Até a primeira metade da década de 1980, o centro do Rio fervilhava na época do Natal. A área recebia enfeites apropriados, e as vitrines permaneciam iluminadas, enchendo a alma dos seres humanos de alegria.

Mas nem tudo era perfeito. No comecinho de uma daquelas noites, dois pilantras aproveitaram o clima festivo, pleno de paz e amor nos corações, para praticar um assalto a uma joalheria da Cinelândia.

A idéia da dupla era boa. Ambos vestiram trajes de Papai Noel, com as longas barbas brancas, botas pretas e sacos de presentes nas mãos, e foram para aquela região tradicional da cidade, onde tantos outros circulavam, contratados pela prefeitura e pelo comércio, como era comum naqueles tempos.

As lojas ampliavam o som do “Jingle Bells”. Pais e filhos andavam pelas calçadas, faziam as suas compras, espiavam o grande presépio. E os dois elementos aguardavam apenas o movimento diminuir um pouquinho para entrar em ação.

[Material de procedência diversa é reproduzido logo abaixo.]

pub mod analyzer;
pub mod composer;
pub mod config;
pub mod library;
pub mod matcher;
pub mod payload;
pub mod playback;
pub mod session;

#[cfg(test)]
pub(crate) mod test_support;

/// Rhythm file extensions picked up by a library scan
pub const GROOVE_EXTENSIONS: &[&str] = &["mid", "midi"];

/// Audio file extensions the analyzer can decode
pub const AUDIO_EXTENSIONS: &[&str] = &["wav", "wave"];

/// Application name for XDG paths
pub const APP_NAME: &str = "bandmate";
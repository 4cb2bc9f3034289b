//! The composition timeline: grooves laid end to end, each clipped to a bar count.
//!
//! Items are always packed: the first starts at beat 0 and each later item
//! starts where the previous one ends.

pub mod export;

use std::fmt;
use std::str::FromStr;
use std::sync::Arc;

use crate::library::Groove;

/// How much of a groove to place on the timeline.
#[derive(Debug, Clone, Copy, PartialEq, Eq, Default)]
pub enum BarCount {
    /// The groove's full length.
    #[default]
    All,
    Bars(u32),
}

impl BarCount {
    /// Zero bars means the whole groove.
    pub fn from_bars(bars: u32) -> Self {
        if bars == 0 { Self::All } else { Self::Bars(bars) }
    }
}

impl FromStr for BarCount {
    type Err = String;

    fn from_str(s: &str) -> Result<Self, Self::Err> {
        if s.eq_ignore_ascii_case("all") {
            return Ok(Self::All);
        }
        s.parse::<u32>()
            .map(Self::from_bars)
            .map_err(|_| format!("invalid bar count '{}': expected a number or 'all'", s))
    }
}

impl fmt::Display for BarCount {
    fn fmt(&self, f: &mut fmt::Formatter<'_>) -> fmt::Result {
        match self {
            Self::All => write!(f, "all"),
            Self::Bars(n) => write!(f, "{}", n),
        }
    }
}

/// One groove placed on the timeline.
#[derive(Debug, Clone)]
pub struct ComposerItem {
    pub category_index: usize,
    pub groove_index: usize,
    /// The parsed groove this item plays.
    pub groove: Arc<Groove>,
    /// Sum of the lengths of all earlier items.
    pub start_beat: f64,
    /// Never longer than the groove itself.
    pub length_in_beats: f64,
}

impl ComposerItem {
    pub fn end_beat(&self) -> f64 {
        self.start_beat + self.length_in_beats
    }
}

#[derive(Debug, Clone, Default)]
pub struct Composition {
    items: Vec<ComposerItem>,
}

impl Composition {
    pub fn new() -> Self {
        Self::default()
    }

    pub fn items(&self) -> &[ComposerItem] {
        &self.items
    }

    pub fn len(&self) -> usize {
        self.items.len()
    }

    pub fn is_empty(&self) -> bool {
        self.items.is_empty()
    }

    pub fn total_length_in_beats(&self) -> f64 {
        self.items.iter().map(|i| i.length_in_beats).sum()
    }

    /// Add a parsed groove at the end of the timeline. Returns the new item's
    /// index, or None (leaving the timeline alone) for an unparsed groove.
    pub fn append(
        &mut self,
        category_index: usize,
        groove_index: usize,
        groove: Arc<Groove>,
        bars: BarCount,
    ) -> Option<usize> {
        debug_assert!(groove.is_parsed, "appending unparsed groove '{}'", groove.name);
        if !groove.is_parsed {
            return None;
        }

        let length_in_beats = match bars {
            BarCount::All => groove.length_in_beats,
            BarCount::Bars(n) => (f64::from(n) * groove.beats_per_bar()).min(groove.length_in_beats),
        };
        let start_beat = self.total_length_in_beats();

        log::debug!(
            "Composition: appended '{}' ({} bars, {} beats) at beat {}",
            groove.name,
            bars,
            length_in_beats,
            start_beat
        );

        self.items.push(ComposerItem {
            category_index,
            groove_index,
            groove,
            start_beat,
            length_in_beats,
        });
        Some(self.items.len() - 1)
    }

    /// Remove an item and pull every later item back by its length.
    pub fn remove(&mut self, index: usize) -> Option<ComposerItem> {
        debug_assert!(index < self.items.len(), "composer index {} out of range", index);
        if index >= self.items.len() {
            return None;
        }

        let removed = self.items.remove(index);
        for item in &mut self.items[index..] {
            item.start_beat -= removed.length_in_beats;
        }
        log::debug!("Composition: removed item {} ('{}')", index, removed.groove.name);
        Some(removed)
    }

    /// Move an item to a new position and re-pack the whole timeline.
    pub fn move_item(&mut self, from: usize, to: usize) -> bool {
        let len = self.items.len();
        debug_assert!(from < len && to < len, "composer move {} -> {} out of range", from, to);
        if from >= len || to >= len {
            return false;
        }
        if from == to {
            return true;
        }

        let item = self.items.remove(from);
        self.items.insert(to, item);
        self.repack();
        log::debug!("Composition: moved item {} -> {}", from, to);
        true
    }

    pub fn clear(&mut self) {
        self.items.clear();
        log::debug!("Composition: cleared");
    }

    fn repack(&mut self) {
        let mut start = 0.0;
        for item in &mut self.items {
            item.start_beat = start;
            start += item.length_in_beats;
        }
    }
}
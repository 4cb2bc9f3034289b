//! Writing grooves and compositions out as standalone MIDI files.

use std::path::{Path, PathBuf};
use std::time::{Duration, SystemTime};

use midly::num::{u4, u7, u15, u24, u28};
use midly::{Format, Header, MetaMessage, MidiMessage, Smf, Timing, TrackEvent, TrackEventKind};
use thiserror::Error;
use walkdir::WalkDir;

use super::Composition;
use crate::library::{Groove, NoteEvent};

/// Resolution of exported compositions.
pub const TICKS_PER_QUARTER: u16 = 480;
/// Exported files carry a fixed 120 BPM; the host applies its own tempo.
const EXPORT_US_PER_QUARTER: u32 = 500_000;
const TRACK_NAME: &[u8] = b"Bandmate Composition";
/// Characters that are not safe in exported file names.
const UNSAFE_CHARS: &[char] = &[' ', '/', '\\', ':', '*', '?', '"', '<', '>', '|'];

#[derive(Error, Debug)]
pub enum ExportError {
    #[error("Composition is empty")]
    EmptyComposition,
    #[error("Source file not found: {0}")]
    NotFound(PathBuf),
    #[error("Export wrote an empty file: {0}")]
    EmptyFile(PathBuf),
    #[error("Library error: {0}")]
    Library(#[from] crate::library::LibraryError),
    #[error("IO error: {0}")]
    Io(#[from] std::io::Error),
}

/// A note event at an absolute export tick.
#[derive(Debug, Clone, Copy)]
struct TimedNote {
    tick: u32,
    note: NoteEvent,
}

fn to_tick(beats: f64) -> u32 {
    (beats * f64::from(TICKS_PER_QUARTER)).round().max(0.0) as u32
}

/// Every item's clipped events on the composition timeline, with each
/// note-on paired to a note-off. Hits still sounding at the end of an item
/// are closed at the item boundary.
fn composition_notes(composition: &Composition) -> Vec<TimedNote> {
    let mut notes = Vec::new();

    for item in composition.items() {
        let mut open: Vec<NoteEvent> = Vec::new();
        for event in item.groove.events.iter().filter(|e| e.time_in_beats < item.length_in_beats) {
            let msg = event.message;
            if msg.on {
                open.push(msg);
            } else if let Some(i) = open
                .iter()
                .position(|o| o.channel == msg.channel && o.note == msg.note)
            {
                open.remove(i);
            } else {
                // A note-off with no note-on inside the clip.
                continue;
            }
            notes.push(TimedNote {
                tick: to_tick(item.start_beat + event.time_in_beats),
                note: msg,
            });
        }

        let end = to_tick(item.end_beat());
        for o in open {
            notes.push(TimedNote {
                tick: end,
                note: NoteEvent::note_off(o.channel, o.note, 0),
            });
        }
    }

    // Stable; at equal ticks note-offs go first so a re-hit isn't cut short.
    notes.sort_by_key(|n| (n.tick, n.note.on));
    notes
}

fn meta(delta: u32, message: MetaMessage<'_>) -> TrackEvent<'_> {
    TrackEvent {
        delta: u28::new(delta),
        kind: TrackEventKind::Meta(message),
    }
}

/// Encode a composition as a single-track Standard MIDI File.
pub fn composition_to_midi(composition: &Composition) -> Result<Vec<u8>, ExportError> {
    let first = composition.items().first().ok_or(ExportError::EmptyComposition)?;
    let numerator = first.groove.numerator.max(1);
    let denominator_pow = first.groove.denominator.max(1).trailing_zeros() as u8;

    let mut track: Vec<TrackEvent<'_>> = vec![
        meta(0, MetaMessage::TrackName(TRACK_NAME)),
        meta(0, MetaMessage::Tempo(u24::new(EXPORT_US_PER_QUARTER))),
        meta(0, MetaMessage::TimeSignature(numerator, denominator_pow, 24, 8)),
    ];

    let mut last_tick = 0_u32;
    for timed in composition_notes(composition) {
        let key = u7::new(timed.note.note.min(127));
        let vel = u7::new(timed.note.velocity.min(127));
        let message = if timed.note.on {
            MidiMessage::NoteOn { key, vel }
        } else {
            MidiMessage::NoteOff { key, vel }
        };
        track.push(TrackEvent {
            delta: u28::new(timed.tick - last_tick),
            kind: TrackEventKind::Midi {
                channel: u4::new(timed.note.channel.min(15)),
                message,
            },
        });
        last_tick = timed.tick;
    }

    let end = to_tick(composition.total_length_in_beats()).max(last_tick);
    track.push(meta(end - last_tick, MetaMessage::EndOfTrack));

    let smf = Smf {
        header: Header::new(Format::SingleTrack, Timing::Metrical(u15::new(TICKS_PER_QUARTER))),
        tracks: vec![track],
    };
    let mut bytes = Vec::new();
    smf.write_std(&mut bytes)?;
    Ok(bytes)
}

/// Write a composition into `dir` as `composition_<unix millis>.mid`.
pub fn export_composition(composition: &Composition, dir: &Path) -> Result<PathBuf, ExportError> {
    let bytes = composition_to_midi(composition)?;
    std::fs::create_dir_all(dir)?;

    let path = dir.join(format!(
        "composition_{}.mid",
        chrono::Utc::now().timestamp_millis()
    ));
    if path.exists() {
        std::fs::remove_file(&path)?;
    }
    std::fs::write(&path, &bytes)?;

    if std::fs::metadata(&path)?.len() == 0 {
        return Err(ExportError::EmptyFile(path));
    }
    log::info!("Exported composition to {} ({} bytes)", path.display(), bytes.len());
    Ok(path)
}

/// File name for an exported groove, with path and shell metacharacters replaced.
pub fn sanitized_file_name(name: &str) -> String {
    let safe: String = name
        .chars()
        .map(|c| if UNSAFE_CHARS.contains(&c) { '_' } else { c })
        .collect();
    format!("{}.mid", safe)
}

/// Copy a groove's source file into `dir`.
///
/// Falls back to the original path when the copy fails, since the original
/// is still readable in place.
pub fn export_groove(groove: &Groove, dir: &Path) -> Result<PathBuf, ExportError> {
    if !groove.path.is_file() {
        return Err(ExportError::NotFound(groove.path.clone()));
    }

    let dest = dir.join(sanitized_file_name(&groove.name));
    let copied = std::fs::create_dir_all(dir).and_then(|_| std::fs::copy(&groove.path, &dest));
    match copied {
        Ok(_) => {
            log::info!("Exported groove '{}' to {}", groove.name, dest.display());
            Ok(dest)
        }
        Err(e) => {
            log::warn!(
                "Failed to copy groove '{}' to {}: {}. Using original file.",
                groove.name,
                dest.display(),
                e
            );
            Ok(groove.path.clone())
        }
    }
}

/// Delete exported `.mid` files in `dir` last modified more than `max_age` ago.
/// Returns how many were removed.
pub fn cleanup_old_exports(dir: &Path, max_age: Duration) -> Result<usize, ExportError> {
    if !dir.is_dir() {
        return Ok(0);
    }
    let cutoff = SystemTime::now().checked_sub(max_age).unwrap_or(SystemTime::UNIX_EPOCH);

    let mut removed = 0;
    let files = WalkDir::new(dir)
        .min_depth(1)
        .max_depth(1)
        .into_iter()
        .filter_map(|e| e.ok())
        .filter(|e| e.file_type().is_file())
        .filter(|e| {
            e.path()
                .extension()
                .is_some_and(|ext| ext.eq_ignore_ascii_case("mid"))
        });

    for entry in files {
        let modified = entry.metadata().ok().and_then(|m| m.modified().ok());
        match modified {
            Some(time) if time < cutoff => {}
            _ => continue,
        }
        match std::fs::remove_file(entry.path()) {
            Ok(()) => {
                log::debug!("Removed old export {}", entry.path().display());
                removed += 1;
            }
            Err(e) => log::warn!("Failed to remove {}: {}", entry.path().display(), e),
        }
    }

    if removed > 0 {
        log::info!("Cleaned up {} old exports in {}", removed, dir.display());
    }
    Ok(removed)
}

#[cfg(test)]
mod tests {
    use super::*;
    use crate::composer::BarCount;
    use crate::composer::tests::groove;
    use crate::test_support::{TempDir, write_groove};

    fn composition() -> Composition {
        let mut comp = Composition::new();
        comp.append(0, 0, groove("a", 4, 2), BarCount::All);
        comp.append(0, 1, groove("b", 4, 2), BarCount::Bars(1));
        comp.append(0, 2, groove("c", 4, 1), BarCount::All);
        comp
    }

    fn clipped_event_count(comp: &Composition) -> usize {
        comp.items()
            .iter()
            .map(|i| {
                i.groove
                    .events
                    .iter()
                    .filter(|e| e.time_in_beats < i.length_in_beats)
                    .count()
            })
            .sum()
    }

    #[test]
    fn test_round_trip() {
        let comp = composition();
        let bytes = composition_to_midi(&comp).unwrap();
        let parsed = Groove::stub("export", "Export", Path::new("export.mid"))
            .with_midi_bytes(&bytes)
            .unwrap();

        assert_eq!(parsed.events.len(), clipped_event_count(&comp));
        assert!((parsed.length_in_beats - comp.total_length_in_beats()).abs() <= 1.0 / 480.0);
        assert_eq!(parsed.numerator, 4);
        assert_eq!(parsed.denominator, 4);
    }

    #[test]
    fn test_header_meta_and_end_of_track() {
        let comp = composition();
        let bytes = composition_to_midi(&comp).unwrap();
        let smf = Smf::parse(&bytes).unwrap();
        assert_eq!(smf.header.format, Format::SingleTrack);
        assert_eq!(smf.header.timing, Timing::Metrical(u15::new(480)));
        assert_eq!(smf.tracks.len(), 1);

        let track = &smf.tracks[0];
        assert!(matches!(track[0].kind, TrackEventKind::Meta(MetaMessage::TrackName(_))));
        assert!(matches!(track[1].kind, TrackEventKind::Meta(MetaMessage::Tempo(t)) if t.as_int() == 500_000));
        assert!(matches!(track[2].kind, TrackEventKind::Meta(MetaMessage::TimeSignature(4, 2, _, _))));

        let last = track.last().unwrap();
        assert!(matches!(last.kind, TrackEventKind::Meta(MetaMessage::EndOfTrack)));
        let total_ticks: u32 = track.iter().map(|e| e.delta.as_int()).sum();
        assert_eq!(total_ticks, 16 * 480);
    }

    #[test]
    fn test_hanging_note_closed_at_item_end() {
        let mut comp = Composition::new();
        // One bar of a groove whose second-bar hits are clipped away; the
        // last in-clip hit at beat 3.5 would have its off at 4.0.
        let mut long = (*groove("long", 4, 2)).clone();
        for e in &mut long.events {
            e.time_in_beats += 0.5;
        }
        comp.append(0, 0, std::sync::Arc::new(long), BarCount::Bars(1));

        let notes = composition_notes(&comp);
        let ons = notes.iter().filter(|n| n.note.on).count();
        let offs = notes.len() - ons;
        assert_eq!(ons, offs);
        assert_eq!(notes.last().unwrap().tick, 4 * 480);
    }

    #[test]
    fn test_empty_composition_rejected() {
        assert!(matches!(
            composition_to_midi(&Composition::new()),
            Err(ExportError::EmptyComposition)
        ));
    }

    #[test]
    fn test_export_composition_file() {
        let dir = TempDir::new("export_comp");
        let out = dir.path().join("exports");
        let path = export_composition(&composition(), &out).unwrap();
        let name = path.file_name().unwrap().to_string_lossy().to_string();
        assert!(name.starts_with("composition_") && name.ends_with(".mid"));
        assert!(std::fs::metadata(&path).unwrap().len() > 0);
    }

    #[test]
    fn test_sanitized_file_name() {
        assert_eq!(sanitized_file_name("Rock: Fill/2?"), "Rock__Fill_2_.mid");
    }

    #[test]
    fn test_export_groove_copies() {
        let dir = TempDir::new("export_groove");
        let src = dir.path().join("lib/Funky Beat.mid");
        write_groove(&src, &[(0, 36, true), (240, 36, false)]);
        let groove = Groove::stub("Funky Beat", "Funk", &src);

        let out = export_groove(&groove, &dir.path().join("out")).unwrap();
        assert_eq!(out, dir.path().join("out/Funky_Beat.mid"));
        assert_eq!(std::fs::read(&out).unwrap(), std::fs::read(&src).unwrap());
    }

    #[test]
    fn test_export_groove_missing_source() {
        let dir = TempDir::new("export_missing");
        let groove = Groove::stub("gone", "Funk", &dir.path().join("gone.mid"));
        assert!(matches!(
            export_groove(&groove, dir.path()),
            Err(ExportError::NotFound(_))
        ));
    }

    #[test]
    fn test_cleanup_old_exports() {
        let dir = TempDir::new("export_cleanup");
        std::fs::write(dir.path().join("old.mid"), b"x").unwrap();
        std::fs::write(dir.path().join("notes.txt"), b"x").unwrap();

        // Nothing is older than an hour yet.
        assert_eq!(cleanup_old_exports(dir.path(), Duration::from_secs(3600)).unwrap(), 0);

        std::thread::sleep(Duration::from_millis(20));
        assert_eq!(cleanup_old_exports(dir.path(), Duration::from_millis(1)).unwrap(), 1);
        assert!(!dir.path().join("old.mid").exists());
        assert!(dir.path().join("notes.txt").exists());
        assert_eq!(cleanup_old_exports(&dir.path().join("missing"), Duration::ZERO).unwrap(), 0);
    }
}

O problema é que a dupla não conseguiu incorporar por completo o espírito da maior data cristã. Em dado momento, uma menina solicitou-lhes uma foto, e foi rechaçada de forma bastante grosseira, irritando profundamente o papai dela, que apresentou queixa imediata aos soldados da rádio-patrulha de plantão.

Disse o zeloso cidadão que ao se aproximar notou que os, digamos, bons velhinhos, eram notadamente mal-encarados, e que um deles chegou a rosnar palavras de baixo calão, provocando na pobre criança um princípio de choro. Não estavam, pois, definitivamente, preparados os dois elementos, para o papel a que se prestaram, dado que num simples contato acabaram despertando suspeita e temor.

Mas o fato é que apresentada a reclamação, quase formal, os policiais não tiveram alternativa. Abordaram os dois elementos, e encontraram, durante a breve revista, duas pistolas de grosso calibre, que carregavam nas cinturas.

Levados até a delegacia mais próxima, descobriu o comissário que eram foragidos da Lei, e procurados pela prática de assalto a um hotel, sendo devidamente encaminhados ao xadrez. Antes, confessaram o objetivo.

O fato, é claro, foi comunicado pela própria polícia, que tinha o hábito de telefonar para as redações quando efetuava prisões importantes – que por quaisquer circunstâncias não haviam chegado à imprensa e ao conhecimento público – ou quando surgiam casos evidentemente curiosos.

Quando os repórteres chegaram ao distrito a dupla ainda estava vestida de Papai Noel. E assim foram fotografados. O comissário, no entanto, fez o favor de mandá-los para a cela de camiseta, short e chinelinho, temendo o que lhes poderia acontecer se surgissem por lá vestidos a caráter. Pois é. Jingle Bells, jingle all the ways.